Obituaries

‘Schindler’s List’ survivor, Leon Leyson, dies at 83

 
 

In this Jan. 18, 1994, photo, Leon Leyson, a survivor of the Holocaust who was one of the youngest of 1,100 Jews saved from the Nazis by Oskar Schindler, poses for a photo in his Fullerton, Calif., home.
In this Jan. 18, 1994, photo, Leon Leyson, a survivor of the Holocaust who was one of the youngest of 1,100 Jews saved from the Nazis by Oskar Schindler, poses for a photo in his Fullerton, Calif., home.
Los Angeles Times file / 1994

Miami Herald Staff Report

Leon Leyson — born Leib Lejzon in Narewka, Poland — could so easily have been among the 1 million Jewish children murdered by the Nazis during the Holocaust.

Born on Sept. 15, 1929, he was just days shy of 10 when Germany invaded Poland on Sept. 1, 1939. But he, his parents and two siblings survived under the protection of German industrialist Oskar Schindler, whose list of some 1,100 Jews inspired the Academy Award-winning 1993 film, Schindler’s List.

Two brothers perished: one in a 1941 massacre, the other in a death camp.

Leyson came to the United States as a teenager in 1949 after years in a Displaced Persons camp, with his father, Moshe, a tool-and-die maker, and mother Channa.
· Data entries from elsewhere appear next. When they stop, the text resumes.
use axum::{
    extract::{Query, State},
    http::StatusCode,
    Json,
};
use chrono::{DateTime, Duration, Utc};
use serde::{Deserialize, Serialize};
use tracing::{info, warn};
use uuid::Uuid;

use crate::advisor::{
    self,
    briefs::{CheckinBrief, TaskSummary},
    outputs::{Advised, WellbeingInsight},
    prompts::MAX_TASKS_IN_PROMPT,
};
use crate::auth::extractor::{CurrentUser, ManagerUser};
use crate::errors::AppError;
use crate::models::user::User;
use crate::models::wellbeing::{EnergyLevel, MoodLevel, WellbeingCheckResponse, WellbeingCheckRow};
use crate::state::AppState;
use crate::tasks::queries as task_queries;
use crate::users::queries as user_queries;
use crate::wellbeing::metrics::{self, BurnoutReport, LocalMetrics, TeamWellbeingSummary};
use crate::wellbeing::queries;

const ANALYSIS_WINDOW_DAYS: i64 = 30;
const DEFAULT_BURNOUT_THRESHOLD: u32 = 70;

#[derive(Debug, Deserialize)]
pub struct CheckInRequest {
    pub mood: MoodLevel,
    pub energy: EnergyLevel,
    pub notes: Option<String>,
}

impl CheckInRequest {
    fn validate(&self) -> Result<(), AppError> {
        match &self.notes {
            Some(notes) if notes.chars().count() > 500 => Err(AppError::Validation(
                "notes must be at most 500 characters".to_string(),
            )),
            _ => Ok(()),
        }
    }
}

#[derive(Debug, Deserialize)]
pub struct PeriodQuery {
    pub days: Option<i64>,
}

impl PeriodQuery {
    fn days_within(&self, default: i64, min: i64, max: i64) -> Result<i64, AppError> {
        let days = self.days.unwrap_or(default);
        if !(min..=max).contains(&days) {
            return Err(AppError::Validation(format!(
                "days must be between {min} and {max}"
            )));
        }
        Ok(days)
    }
}

#[derive(Debug, Deserialize)]
pub struct BurnoutQuery {
    pub user_id: Option<Uuid>,
    pub threshold: Option<u32>,
}

#[derive(Debug, Serialize)]
pub struct WellbeingAnalysis {
    pub user_id: Uuid,
    pub user_name: String,
    pub period_days: i64,
    pub check_ins_count: usize,
    pub analyzed_at: DateTime<Utc>,
    #[serde(flatten)]
    pub metrics: LocalMetrics,
    #[serde(flatten)]
    pub insight: Advised<WellbeingInsight>,
}

#[derive(Debug, Serialize)]
#[serde(untagged)]
pub enum AnalysisResponse {
    Analysis(WellbeingAnalysis),
    NoData {
        user_id: Uuid,
        user_name: String,
        message: &'static str,
        recommendation: &'static str,
    },
}

#[derive(Debug, Serialize)]
pub struct BurnoutAnalysis {
    pub user_id: Uuid,
    pub user_name: String,
    #[serde(flatten)]
    pub report: BurnoutReport,
}

#[derive(Debug, Serialize)]
#[serde(untagged)]
pub enum BurnoutResponse {
    Report(BurnoutAnalysis),
    InsufficientData {
        user_id: Uuid,
        user_name: String,
        has_pattern: bool,
        message: &'static str,
    },
}

fn since(days: i64) -> DateTime<Utc> {
    Utc::now() - Duration::days(days)
}

/// Runs the local metrics and the advisor over `days` of check-ins. An AI answer
/// is stored on the newest check, which is returned alongside when that happened.
async fn analyze_user(
    state: &AppState,
    user: &User,
    days: i64,
) -> Result<(AnalysisResponse, Option<WellbeingCheckRow>), AppError> {
    let checks = queries::checks_since(&state.db, user.id, since(days)).await?;
    let (Some(local), Some(newest)) = (metrics::local_metrics(&checks), checks.last()) else {
        return Ok((
            AnalysisResponse::NoData {
                user_id: user.id,
                user_name: user.full_name.clone(),
                message: "No well-being data available",
                recommendation: "Encourage regular check-ins",
            },
            None,
        ));
    };

    let mut tasks = task_queries::recent_for_user(&state.db, user.id, MAX_TASKS_IN_PROMPT as i64).await?;
    tasks.reverse();
    let checkin_briefs: Vec<CheckinBrief> = checks.iter().map(CheckinBrief::from).collect();
    let task_briefs: Vec<TaskSummary> = tasks.iter().map(TaskSummary::from).collect();

    info!(user_id = %user.id, check_ins = checks.len(), "Requesting well-being analysis");
    let insight = advisor::analyze_wellbeing(
        state.advisor.as_ref(),
        &user.full_name,
        &checkin_briefs,
        &task_briefs,
    )
    .await;

    let scored = if insight.is_ai() {
        let recommendations = serde_json::to_value(&insight.value.recommendations)
            .map_err(|e| AppError::Internal(e.into()))?;
        Some(
            queries::store_analysis(
                &state.db,
                newest.id,
                insight.value.sentiment_score,
                insight.value.burnout_risk,
                &recommendations,
            )
            .await?,
        )
    } else {
        None
    };

    let analysis = WellbeingAnalysis {
        user_id: user.id,
        user_name: user.full_name.clone(),
        period_days: days,
        check_ins_count: checks.len(),
        analyzed_at: Utc::now(),
        metrics: local,
        insight,
    };
    Ok((AnalysisResponse::Analysis(analysis), scored))
}

/// POST /api/v1/ai/wellbeing/check-in
pub async fn handle_check_in(
    State(state): State<AppState>,
    current: CurrentUser,
    Json(req): Json<CheckInRequest>,
) -> Result<(StatusCode, Json<WellbeingCheckResponse>), AppError> {
    req.validate()?;
    let user = &current.user;

    let check = queries::insert_check(&state.db, user.id, req.mood, req.energy, req.notes.as_deref()).await?;
    info!(user_id = %user.id, mood = check.mood.as_str(), "Recorded well-being check-in");

    let check = match analyze_user(&state, user, ANALYSIS_WINDOW_DAYS).await {
        Ok((_, Some(scored))) if scored.id == check.id => scored,
        Ok(_) => check,
        Err(e) => {
            warn!(user_id = %user.id, "Check-in analysis failed: {e}");
            check
        }
    };

    Ok((StatusCode::CREATED, Json(WellbeingCheckResponse::from(&check))))
}

/// GET /api/v1/ai/wellbeing/my-analysis
pub async fn handle_my_analysis(
    State(state): State<AppState>,
    current: CurrentUser,
    Query(query): Query<PeriodQuery>,
) -> Result<Json<AnalysisResponse>, AppError> {
    let days = query.days_within(30, 7, 90)?;
    let (analysis, _) = analyze_user(&state, &current.user, days).await?;
    Ok(Json(analysis))
}

/// GET /api/v1/ai/wellbeing/my-history
pub async fn handle_my_history(
    State(state): State<AppState>,
    current: CurrentUser,
    Query(query): Query<PeriodQuery>,
) -> Result<Json<Vec<WellbeingCheckResponse>>, AppError> {
    let days = query.days_within(30, 7, 90)?;
    let checks = queries::checks_since(&state.db, current.user.id, since(days)).await?;
    Ok(Json(
        checks.iter().rev().map(WellbeingCheckResponse::from).collect(),
    ))
}

/// GET /api/v1/ai/wellbeing/team-summary
pub async fn handle_team_summary(
    State(state): State<AppState>,
    ManagerUser(manager): ManagerUser,
    Query(query): Query<PeriodQuery>,
) -> Result<Json<TeamWellbeingSummary>, AppError> {
    let days = query.days_within(7, 1, 30)?;
    let team = user_queries::direct_reports(&state.db, manager.id).await?;
    if team.is_empty() {
        return Err(AppError::NotFound("Team not found".to_string()));
    }

    let window_start = since(days);
    let mut members = Vec::with_capacity(team.len());
    for member in team {
        let latest = queries::latest_since(&state.db, member.id, window_start).await?;
        members.push((member, latest));
    }

    Ok(Json(metrics::team_summary(&members, days)))
}

/// GET /api/v1/ai/wellbeing/burnout-patterns
pub async fn handle_burnout_patterns(
    State(state): State<AppState>,
    current: CurrentUser,
    Query(query): Query<BurnoutQuery>,
) -> Result<Json<BurnoutResponse>, AppError> {
    let target = match query.user_id {
        Some(id) if id != current.user.id => user_queries::find_by_id(&state.db, id)
            .await?
            .ok_or_else(|| AppError::NotFound(format!("User {id} not found")))?,
        _ => current.user.clone(),
    };
    if !current.user.can_view(&target) {
        return Err(AppError::Forbidden(
            "You cannot view this user's well-being".to_string(),
        ));
    }

    let threshold = query.threshold.unwrap_or(DEFAULT_BURNOUT_THRESHOLD);
    let checks = queries::checks_since(&state.db, target.id, since(ANALYSIS_WINDOW_DAYS)).await?;

    let response = match metrics::burnout_patterns(&checks, threshold) {
        Some(report) => BurnoutResponse::Report(BurnoutAnalysis {
            user_id: target.id,
            user_name: target.full_name,
            report,
        }),
        None => BurnoutResponse::InsufficientData {
            user_id: target.id,
            user_name: target.full_name,
            has_pattern: false,
            message: "Insufficient data for analysis (minimum 3 check-ins)",
        },
    };
    Ok(Json(response))
}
They all became U.S. citizens.

Leyson served with the Army in Japan during the Korean War, then taught industrial arts at a Southern California high school for 39 years.

He died in hospice care on Jan. 12 at 83, of lymphoma, said daughter Stacy Wilfong, of Warrenton, Va. Many news organizations incorrectly reported that Leyson was the youngest person saved by Schindler. At least two others in the United States are still in their 70s.

Leyson didn’t talk much about the Holocaust while his children, now in their 40s, were growing up, said Wilfong, although she and her brother “always knew’’ what he’d been through, and about Schindler’s role in his survival.

But after retiring in 1997, Leyson accepted all invitations to speak to school, civic and religious groups about his experience.

He would, of course, talk about how the towering, barrel-chested Schindler called him “Little Leyson,’’ as he perched atop a box to operate a munitions-factory machine. But he also talked about how, despite the brutality, terror and starvation he endured, he’d made peace with his past.

Her father taught “being a good person’’ by example, his daughter said: “how to value friendships, be compassionate, be interested in people, be supportive and helpful. Being able to forgive and move on. he didn’t sweat the small stuff, because he knew what the big stuff was.’’

In the 1994 book, Schindler’s Legacy: True Stories of the List Survivors, Leyson described how he had the chance to strike back at some German prisoners of war after Russian soldiers liberated Schindler’s factory in Czechoslovakia in May 1945.

Some in his group, after years in painful wooden shoes, demanded the Germans’ boots. Not Leyson.

“To take revenge would have been absolutely insane,’’ he said. “This one particular person I picked on might have been a perfectly innocent person with a family and children. I would not even take myself down to that level. There is no way we could get even.

“Trading some of those shoes for boots in the short run is a gain, but in the long run it is a loss. In the long run I am better off than the person who did that. I know what kind of person I am. I could stand up taller.’’

In addition to his daughter, Leyson is survived by Elisabeth, his wife of 46 years; son, Daniel Leyson, of Los Angeles; sister, Aviva Nissenbaum and brother, David Leyson, both of Israel.

Leyson was buried in a Los Angeles on Tuesday.